Once you have created an interesting, relevant and informative piece of content do you just sit back and hope it gets discovered organically?
To reach interested readers, you first need to identify who your audience is and meet them where they congregate. Today we don’t search for content we expected it to be pushed to us, through News Apps, Twitter, Facebook and so on. Analyzing content and being able to automatically extract concepts and topics from content and articles shared and distributed online allows us to identify where our target audience reside.
Text Analysis also allows us to prep our content for maximum discovery and exposure. One effective example of how this can be achieved is through the use of hashtags when sharing content on your social media sites. Being able to understand text and extract topics and concepts automatically means we can also ensure they are distributed appropriately for maximum exposure on social channels.
While you may distribute your content in the right place, to get it to stand out in an extremely crowded space online can be quite difficult. Traditionally relationships with the right journalists or individuals helped in this regard. Today, we have new targets to help with amplification in the form of influencers.
Influencers online have generally built up a reputation as trusted and knowledgeable sources of information in a particular subject area. People see them as thought leaders and rely on them as a source of content or informal advice in some ways. An influencer picking up on and sharing your content doesn’t always happen organically. Identifying appropriate influencers to target with you content was traditionally about relationships. Today technology has made the identification of and access to these influencers somewhat easier. By effectively analyzing content, we can match content to appropriate influencers, based on interests, keywords, entities, topics and concepts they write about.
That isn’t to say there isn’t a place for utilizing journalists to increase exposure.
Similarly, reaching appropriate members of the professional media can be achieved by matching articles to individual journalist’s areas of interest and writing style.
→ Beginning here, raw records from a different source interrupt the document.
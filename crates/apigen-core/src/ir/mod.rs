pub mod operations;
pub mod schemas;
pub mod types;

pub use operations::*;
pub use schemas::*;
pub use types::{IrComponents, IrInfo, IrModel, IrServer, PathOperations};
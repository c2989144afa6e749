//! The `typescript` plugin: one type alias per component schema, request
//! and response types per operation, and payload types per webhook.

pub mod type_mapper;

use std::collections::HashSet;

use indexmap::IndexMap;
use serde_json::Value;

use apigen_compiler::Namespace;
use apigen_compiler::ast::{Expr, Keyword, Literal, PropertySignature, TypeNode};
use apigen_compiler::tsc;
use apigen_core::config::{PluginConfig, StringCase, TypeScriptOptions};
use apigen_core::ir::{
    IrOperation, IrParameterLocation, IrResponse, IrSchemaObject, IrSchemaType,
};
use apigen_core::parse::ref_resolve::component_schema_ref;
use apigen_core::transform::naming::apply_case;

use crate::context::{EventKind, IrEvent, PluginContext};
use crate::error::PluginError;
use crate::plugin::Plugin;

pub use type_mapper::{TypeMapper, doc_comment};

/// Id of the file holding every generated type.
pub const TYPES_FILE_ID: &str = "types";

/// Registry ref of a per-operation type, e.g. `#/ir/listPetsResponse`.
pub fn operation_type_ref(operation_id: &str, suffix: &str) -> String {
    format!("#/ir/{operation_id}{suffix}")
}

fn webhook_payload_ref(name: &str, operation: &IrOperation) -> String {
    format!(
        "#/ir/webhooks/{}/{name}WebhookPayload",
        operation.method.as_lower()
    )
}

pub struct TypeScriptPlugin {
    options: TypeScriptOptions,
}

impl TypeScriptPlugin {
    pub fn new(options: TypeScriptOptions) -> Self {
        Self { options }
    }

    /// Date and bigint types follow what the transformers plugin converts.
    fn mapper(&self, ctx: &PluginContext<'_>) -> TypeMapper {
        match ctx.plugin_config(PluginConfig::TRANSFORMERS) {
            Some(PluginConfig::Transformers(options)) => TypeMapper {
                dates: options.dates,
                bigint: options.bigint,
            },
            _ => TypeMapper::default(),
        }
    }

    fn schema(
        &self,
        ctx: &mut PluginContext<'_>,
        mapper: TypeMapper,
        name: &str,
        schema: &IrSchemaObject,
    ) -> Result<(), PluginError> {
        let ref_path = component_schema_ref(name);
        let Some(type_name) = ctx
            .identifier(TYPES_FILE_ID, &ref_path, Namespace::Type, true)
            .name()
            .map(str::to_string)
        else {
            return Ok(());
        };
        let comment = doc_comment(schema);

        if self.options.enums && schema.is_type(IrSchemaType::Enum) {
            if let Some(value_name) = ctx
                .identifier(TYPES_FILE_ID, &ref_path, Namespace::Value, true)
                .name()
                .map(str::to_string)
            {
                let object = tsc::as_const(tsc::object_literal(enum_members(schema)));
                let mut members = vec![tsc::value_of_type(&value_name)];
                if schema.admits_null() {
                    members.push(tsc::keyword(Keyword::Null));
                }
                let file = ctx.require_file_mut(self.name(), TYPES_FILE_ID)?;
                file.add(
                    tsc::const_variable(&value_name, object)
                        .exported()
                        .with_comment(comment.clone()),
                );
                file.add(
                    tsc::type_alias(&type_name, tsc::union_type(members))
                        .exported()
                        .with_comment(comment),
                );
                return Ok(());
            }
        }

        let type_node = mapper.map(ctx, schema);
        let file = ctx.require_file_mut(self.name(), TYPES_FILE_ID)?;
        file.add(
            tsc::type_alias(type_name, type_node)
                .exported()
                .with_comment(comment),
        );
        Ok(())
    }

    fn operation(
        &self,
        ctx: &mut PluginContext<'_>,
        mapper: TypeMapper,
        operation: &IrOperation,
    ) -> Result<(), PluginError> {
        let data = self.data_type(ctx, mapper, operation);
        self.declare(ctx, &operation_type_ref(&operation.id, "Data"), data, vec![])?;

        let groups = operation.response_groups();

        if !groups.errors.is_empty() {
            let errors = self.status_map(ctx, mapper, &groups.errors);
            self.declare(ctx, &operation_type_ref(&operation.id, "Errors"), errors, vec![])?;
            if let Some(schema) = groups.error_schema() {
                let error = mapper.map(ctx, &schema);
                self.declare(ctx, &operation_type_ref(&operation.id, "Error"), error, vec![])?;
            }
        }

        if !groups.success.is_empty() {
            let responses = self.status_map(ctx, mapper, &groups.success);
            self.declare(
                ctx,
                &operation_type_ref(&operation.id, "Responses"),
                responses,
                vec![],
            )?;
            if let Some(schema) = groups.success_schema() {
                let response = mapper.map(ctx, &schema);
                self.declare(
                    ctx,
                    &operation_type_ref(&operation.id, "Response"),
                    response,
                    vec![],
                )?;
            }
        }
        Ok(())
    }

    fn webhook(
        &self,
        ctx: &mut PluginContext<'_>,
        mapper: TypeMapper,
        name: &str,
        operation: &IrOperation,
    ) -> Result<(), PluginError> {
        let Some(body) = &operation.body else {
            return Ok(());
        };
        let payload = mapper.map(ctx, &body.schema);
        let comment = body.description.iter().cloned().collect();
        self.declare(ctx, &webhook_payload_ref(name, operation), payload, comment)
    }

    /// `{ body, headers, path, query, url }` describing a request. Groups with
    /// nothing in them are typed `never`.
    fn data_type(
        &self,
        ctx: &mut PluginContext<'_>,
        mapper: TypeMapper,
        operation: &IrOperation,
    ) -> TypeNode {
        let mut properties = Vec::new();

        properties.push(match &operation.body {
            Some(body) => {
                let mut property =
                    tsc::property_signature("body", mapper.map(ctx, &body.schema), !body.required);
                property.comment = body.description.iter().cloned().collect();
                property
            }
            None => tsc::property_signature("body", tsc::keyword(Keyword::Never), true),
        });

        for (key, location) in [
            ("headers", IrParameterLocation::Header),
            ("path", IrParameterLocation::Path),
            ("query", IrParameterLocation::Query),
        ] {
            let parameters = operation.parameters.for_location(location);
            if parameters.is_empty() {
                properties.push(tsc::property_signature(key, tsc::keyword(Keyword::Never), true));
                continue;
            }
            let fields: Vec<PropertySignature> = parameters
                .values()
                .map(|parameter| {
                    let mut field = tsc::property_signature(
                        &parameter.name,
                        mapper.map(ctx, &parameter.schema),
                        !parameter.required,
                    );
                    field.comment = parameter.description.iter().cloned().collect();
                    if parameter.deprecated {
                        field.comment.push("@deprecated".to_string());
                    }
                    field
                })
                .collect();
            let required = parameters.values().any(|p| p.required);
            properties.push(tsc::property_signature(
                key,
                tsc::object_type(fields, None),
                !required,
            ));
        }

        properties.push(tsc::property_signature(
            "url",
            tsc::literal_type(Literal::String(operation.path.clone())),
            false,
        ));
        tsc::object_type(properties, None)
    }

    /// Status code → schema, documented with each response's description.
    fn status_map(
        &self,
        ctx: &mut PluginContext<'_>,
        mapper: TypeMapper,
        responses: &IndexMap<&str, &IrResponse>,
    ) -> TypeNode {
        let properties = responses
            .iter()
            .map(|(status, response)| {
                let mut property =
                    tsc::property_signature(*status, mapper.map(ctx, &response.schema), false);
                property.comment = response.description.iter().cloned().collect();
                property
            })
            .collect();
        tsc::object_type(properties, None)
    }

    fn declare(
        &self,
        ctx: &mut PluginContext<'_>,
        ref_path: &str,
        type_node: TypeNode,
        comment: Vec<String>,
    ) -> Result<(), PluginError> {
        let Some(name) = ctx
            .identifier(TYPES_FILE_ID, ref_path, Namespace::Type, true)
            .name()
            .map(str::to_string)
        else {
            return Ok(());
        };
        ctx.require_file_mut(self.name(), TYPES_FILE_ID)?
            .add(tsc::type_alias(name, type_node).exported().with_comment(comment));
        Ok(())
    }
}

impl Plugin for TypeScriptPlugin {
    fn name(&self) -> &'static str {
        PluginConfig::TYPESCRIPT
    }

    fn dependencies(&self) -> &'static [&'static str] {
        &[]
    }

    fn run(&self, ctx: &mut PluginContext<'_>) -> Result<(), PluginError> {
        ctx.create_file(
            TYPES_FILE_ID,
            &self.options.output,
            self.options.case,
            self.options.export_from_index,
        );
        let mapper = self.mapper(ctx);

        ctx.for_each(
            &[EventKind::Schema, EventKind::Operation, EventKind::Webhook],
            |ctx, event| match event {
                IrEvent::Schema { name, schema } => self.schema(ctx, mapper, name, schema),
                IrEvent::Operation(operation) => self.operation(ctx, mapper, operation),
                IrEvent::Webhook { name, operation } => self.webhook(ctx, mapper, name, operation),
                _ => Ok(()),
            },
        )
    }
}

/// `KEY: value` entries of an `as const` enum object. `null` members have
/// no key; duplicate keys get a numeric suffix.
fn enum_members(schema: &IrSchemaObject) -> Vec<(String, Expr)> {
    let mut taken: HashSet<String> = HashSet::new();
    let mut members = Vec::new();
    for item in &schema.items {
        let (label, value) = match &item.const_value {
            Some(Value::String(s)) => (s.clone(), tsc::string_literal(s)),
            Some(Value::Number(n)) => (n.to_string(), tsc::number_literal(n)),
            Some(Value::Bool(b)) => (b.to_string(), Expr::Literal(Literal::Boolean(*b))),
            _ => continue,
        };
        let base = enum_key(&label);
        let mut key = base.clone();
        let mut counter = 2;
        while !taken.insert(key.clone()) {
            key = format!("{base}_{counter}");
            counter += 1;
        }
        members.push((key, value));
    }
    members
}

fn enum_key(label: &str) -> String {
    apply_case(label, StringCase::ScreamingSnake)
}
use std::fmt;

/// A non-fatal problem found while normalizing a document or running plugins.
#[derive(Debug, Clone, PartialEq, Eq)]
pub struct Diagnostic {
    /// Where the problem was found, e.g. `#/paths/~1pets/get` or a plugin name.
    pub location: String,
    pub message: String,
}

impl fmt::Display for Diagnostic {
    fn fmt(&self, f: &mut fmt::Formatter<'_>) -> fmt::Result {
        write!(f, "{}: {}", self.location, self.message)
    }
}

/// Accumulates warnings for a whole run. Every entry is also logged.
#[derive(Debug, Clone, Default)]
pub struct Diagnostics {
    entries: Vec<Diagnostic>,
}

impl Diagnostics {
    pub fn new() -> Self {
        Self::default()
    }

    pub fn warn(&mut self, location: impl Into<String>, message: impl Into<String>) {
        let diagnostic = Diagnostic {
            location: location.into(),
            message: message.into(),
        };
        log::warn!("{diagnostic}");
        self.entries.push(diagnostic);
    }

    pub fn extend(&mut self, other: Diagnostics) {
        self.entries.extend(other.entries);
    }

    pub fn iter(&self) -> impl Iterator<Item = &Diagnostic> {
        self.entries.iter()
    }

    pub fn len(&self) -> usize {
        self.entries.len()
    }

    pub fn is_empty(&self) -> bool {
        self.entries.is_empty()
    }

    pub fn into_vec(self) -> Vec<Diagnostic> {
        self.entries
    }
}
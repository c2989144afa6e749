use std::fs;

use apigen_compiler::{CompilerError, OutputFile};
use apigen_core::config::{
    ApigenConfig, PluginConfig, StringCase, TransformersOptions, TypeScriptOptions,
};
use apigen_core::ir::IrModel;
use apigen_core::{parse, transform};
use apigen_plugins::{
    GenerateOutput, Pipeline, Plugin, PluginContext, PluginError, generate, instantiate,
};

const CLINIC: &str = include_str!("fixtures/clinic.yaml");

fn clinic() -> IrModel {
    let doc = parse::from_yaml(CLINIC).unwrap();
    transform::transform(&doc).unwrap()
}

fn file<'a>(output: &'a GenerateOutput, path: &str) -> &'a OutputFile {
    output
        .files
        .iter()
        .find(|f| f.path == path)
        .unwrap_or_else(|| panic!("missing output {path}"))
}

fn content<'a>(output: &'a GenerateOutput, path: &str) -> &'a str {
    file(output, path)
        .content
        .as_deref()
        .unwrap_or_else(|| panic!("{path} is empty"))
}

fn with_plugins(plugins: Vec<PluginConfig>) -> ApigenConfig {
    ApigenConfig {
        plugins,
        ..Default::default()
    }
}

#[test]
fn default_config_outputs() {
    let output = generate(&clinic(), &ApigenConfig::default()).unwrap();
    let paths: Vec<_> = output.files.iter().map(|f| f.path.as_str()).collect();
    assert_eq!(paths, vec!["types.gen.ts", "transformers.gen.ts", "index.ts"]);
    assert!(output.diagnostics.is_empty());
}

#[test]
fn types_file_declarations() {
    let output = generate(&clinic(), &ApigenConfig::default()).unwrap();
    let types = content(&output, "types.gen.ts");

    assert!(types.starts_with("// This file is auto-generated by apigen."));
    assert!(types.contains("/**\n * A pet in the clinic\n */\nexport type Pet = {"));
    assert!(types.contains("    id: number;"));
    assert!(types.contains("    status?: Status;"));
    assert!(types.contains("    createdAt: Date;"));
    assert!(types.contains("    adoptedAt: Date | null;"));
    assert!(types.contains("    tags?: Tag[];"));
    assert!(types.contains("export type Status = 'available' | 'adopted';"));
    assert!(types.contains("export type ListPetsResponse = Pet[];"));
    assert!(types.contains("export type GetPetError = Error;"));
    assert!(types.contains("export type DeletePetResponse = void;"));
    assert!(types.contains("export type ListVisitsResponse = Visit | Tag;"));
    assert!(types.contains("/**\n * The adopted pet\n */\nexport type PetAdoptedWebhookPayload = Pet;"));
}

#[test]
fn request_data_type() {
    let output = generate(&clinic(), &ApigenConfig::default()).unwrap();
    let types = content(&output, "types.gen.ts");
    assert!(types.contains(
        "export type ListPetsData = {
    body?: never;
    headers?: never;
    path?: never;
    query?: {
        cursor?: string;
    };
    url: '/pets';
};"
    ));
    assert!(types.contains(
        "    path: {
        petId: number;
    };
    query?: never;
    url: '/pets/{petId}';"
    ));
}

#[test]
fn transformers_file() {
    let output = generate(&clinic(), &ApigenConfig::default()).unwrap();
    insta::assert_snapshot!(content(&output, "transformers.gen.ts"), @r"
    // This file is auto-generated by apigen. Do not edit it by hand.

    import type { ListPetsResponse, GetPetResponse } from './types.gen';

    const petSchemaResponseTransformer = (data: any) => {
        data.createdAt = new Date(data.createdAt);
        if (data.adoptedAt !== undefined && data.adoptedAt !== null) {
            data.adoptedAt = new Date(data.adoptedAt);
        }
        return data;
    };

    export const listPetsResponseTransformer = async (data: any): Promise<ListPetsResponse> => {
        data = data.map((item: any) => {
            return petSchemaResponseTransformer(item);
        });
        return data;
    };

    export const getPetResponseTransformer = async (data: any): Promise<GetPetResponse> => {
        data = petSchemaResponseTransformer(data);
        return data;
    };
    ");
}

#[test]
fn index_reexports_outputs() {
    let output = generate(&clinic(), &ApigenConfig::default()).unwrap();
    insta::assert_snapshot!(content(&output, "index.ts"), @r"
    // This file is auto-generated by apigen. Do not edit it by hand.
    export * from './types.gen';
    export * from './transformers.gen';
    ");
}

#[test]
fn header_and_index_can_be_disabled() {
    let mut config = ApigenConfig::default();
    config.output_options.header = false;
    config.output_options.index = false;
    let output = generate(&clinic(), &config).unwrap();
    assert!(output.files.iter().all(|f| f.path != "index.ts"));
    assert!(content(&output, "types.gen.ts").starts_with("/**\n * A pet in the clinic"));
}

#[test]
fn enums_emit_const_objects() {
    let config = with_plugins(vec![PluginConfig::TypeScript(TypeScriptOptions {
        enums: true,
        ..Default::default()
    })]);
    let output = generate(&clinic(), &config).unwrap();
    let types = content(&output, "types.gen.ts");
    assert!(types.contains(
        "export const Status = {
    AVAILABLE: 'available',
    ADOPTED: 'adopted'
} as const;"
    ));
    assert!(types.contains("export type Status = (typeof Status)[keyof typeof Status];"));
}

#[test]
fn bigint_conversion() {
    let config = with_plugins(vec![PluginConfig::Transformers(TransformersOptions {
        bigint: true,
        ..Default::default()
    })]);
    let output = generate(&clinic(), &config).unwrap();
    assert!(content(&output, "types.gen.ts").contains("    id: bigint;"));
    assert!(content(&output, "transformers.gen.ts").contains("    data.id = BigInt(data.id.toString());"));
}

#[test]
fn transformers_pulls_in_typescript() {
    let config = with_plugins(vec![PluginConfig::Transformers(TransformersOptions::default())]);
    let output = generate(&clinic(), &config).unwrap();
    assert!(file(&output, "types.gen.ts").content.is_some());
    assert!(file(&output, "transformers.gen.ts").content.is_some());
}

#[test]
fn nothing_to_transform_leaves_file_empty() {
    let config = with_plugins(vec![PluginConfig::Transformers(TransformersOptions {
        dates: false,
        ..Default::default()
    })]);
    let output = generate(&clinic(), &config).unwrap();
    assert!(file(&output, "transformers.gen.ts").content.is_none());
    assert!(!content(&output, "index.ts").contains("transformers.gen"));
}

#[test]
fn generation_is_deterministic_across_runs() {
    let ir = clinic();
    let config = ApigenConfig::default();
    let first = generate(&ir, &config).unwrap();
    let pipeline = Pipeline::from_config(&config).unwrap();
    let second = pipeline.generate(&ir, &config).unwrap();
    let contents = |output: &GenerateOutput| {
        output
            .files
            .iter()
            .map(|f| (f.path.clone(), f.content.clone()))
            .collect::<Vec<_>>()
    };
    assert_eq!(contents(&first), contents(&second));
}

#[test]
fn transformers_without_types_file_fails() {
    let ir = clinic();
    let config = ApigenConfig::default();
    let mut ctx = PluginContext::new(&ir, &config);
    let plugin = instantiate(&PluginConfig::Transformers(TransformersOptions::default()));
    let err = plugin.run(&mut ctx).unwrap_err();
    assert!(matches!(err, PluginError::MissingFile { ref file, .. } if file == "types"));
}

#[test]
fn transformers_fail_on_undeclared_response_type() {
    let ir = clinic();
    let config = ApigenConfig::default();
    let mut ctx = PluginContext::new(&ir, &config);
    ctx.create_file("types", "types", StringCase::Pascal, true);
    let plugin = instantiate(&PluginConfig::Transformers(TransformersOptions::default()));
    let err = plugin.run(&mut ctx).unwrap_err();
    assert!(matches!(
        err,
        PluginError::Compiler(CompilerError::MissingIdentifier { ref ref_path, ref file, .. })
            if ref_path == "#/ir/listPetsResponse" && file == "types"
    ));
}

#[test]
fn names_starting_with_digits_are_prefixed() {
    let doc = parse::from_yaml(
        r##"
openapi: 3.1.0
info:
  title: Models
  version: "1.0"
paths:
  /models:
    get:
      operationId: 3dModels
      responses:
        "200":
          description: A model
          content:
            application/json:
              schema:
                $ref: "#/components/schemas/3dModel"
components:
  schemas:
    3dModel:
      type: object
      required: [createdAt]
      properties:
        createdAt:
          type: string
          format: date-time
"##,
    )
    .unwrap();
    let ir = transform::transform(&doc).unwrap();
    let output = generate(&ir, &ApigenConfig::default()).unwrap();

    let types = content(&output, "types.gen.ts");
    assert!(!types.contains("export type 3"), "{types}");
    assert!(types.contains("export type _3dModel = {"));
    assert!(types.contains("export type _3dModelsData = {"));
    assert!(types.contains("export type _3dModelsResponse = _3dModel;"));

    let transformers = content(&output, "transformers.gen.ts");
    assert!(!transformers.contains("const 3"), "{transformers}");
    assert!(transformers.contains("const _3dModelSchemaResponseTransformer = "));
    assert!(transformers.contains(
        "export const _3dModelsResponseTransformer = async (data: any): Promise<_3dModelsResponse> => {"
    ));
}

#[test]
fn write_outputs_and_remove_empty_files() {
    let dir = tempfile::tempdir().unwrap();
    let stale = dir.path().join("transformers.gen.ts");
    fs::write(&stale, "// stale").unwrap();

    let config = with_plugins(vec![PluginConfig::Transformers(TransformersOptions {
        dates: false,
        ..Default::default()
    })]);
    let output = generate(&clinic(), &config).unwrap();
    for file in &output.files {
        file.write(dir.path()).unwrap();
    }

    assert!(dir.path().join("types.gen.ts").exists());
    assert!(dir.path().join("index.ts").exists());
    assert!(!stale.exists());
}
It is vitally important that the matching process is accurate, as sending someone content they have no interest in is technically spam. Being able to analyze opinions can also help be a lot more targeted. Through Sentiment Analysis of content, we can understand a writer’s opinion and target them with appropriate releases. For example, a journalist who writes about technology but is of the opinion that Android trumps iOS isn’t going to want to publish a piece on how great the new iPhone 6 is.
The internet has fundamentally changed how we communicate with each other. Social Media sites, blogs, forums and mainstream media sites proliferate and rise and fall in popularity. Keeping track of the most appropriate outlets for any given piece of content is an increasingly important, difficult and time-consuming task. The ability to automate many parts of the process allows for large volumes of content to be matched accurately with the most appropriate audiences.Text Analysis can be used to reliably aid traditional distribution tactics and processes but while it may aid the process it is yet to be seen whether technology will trump human relationships with the right people built over time.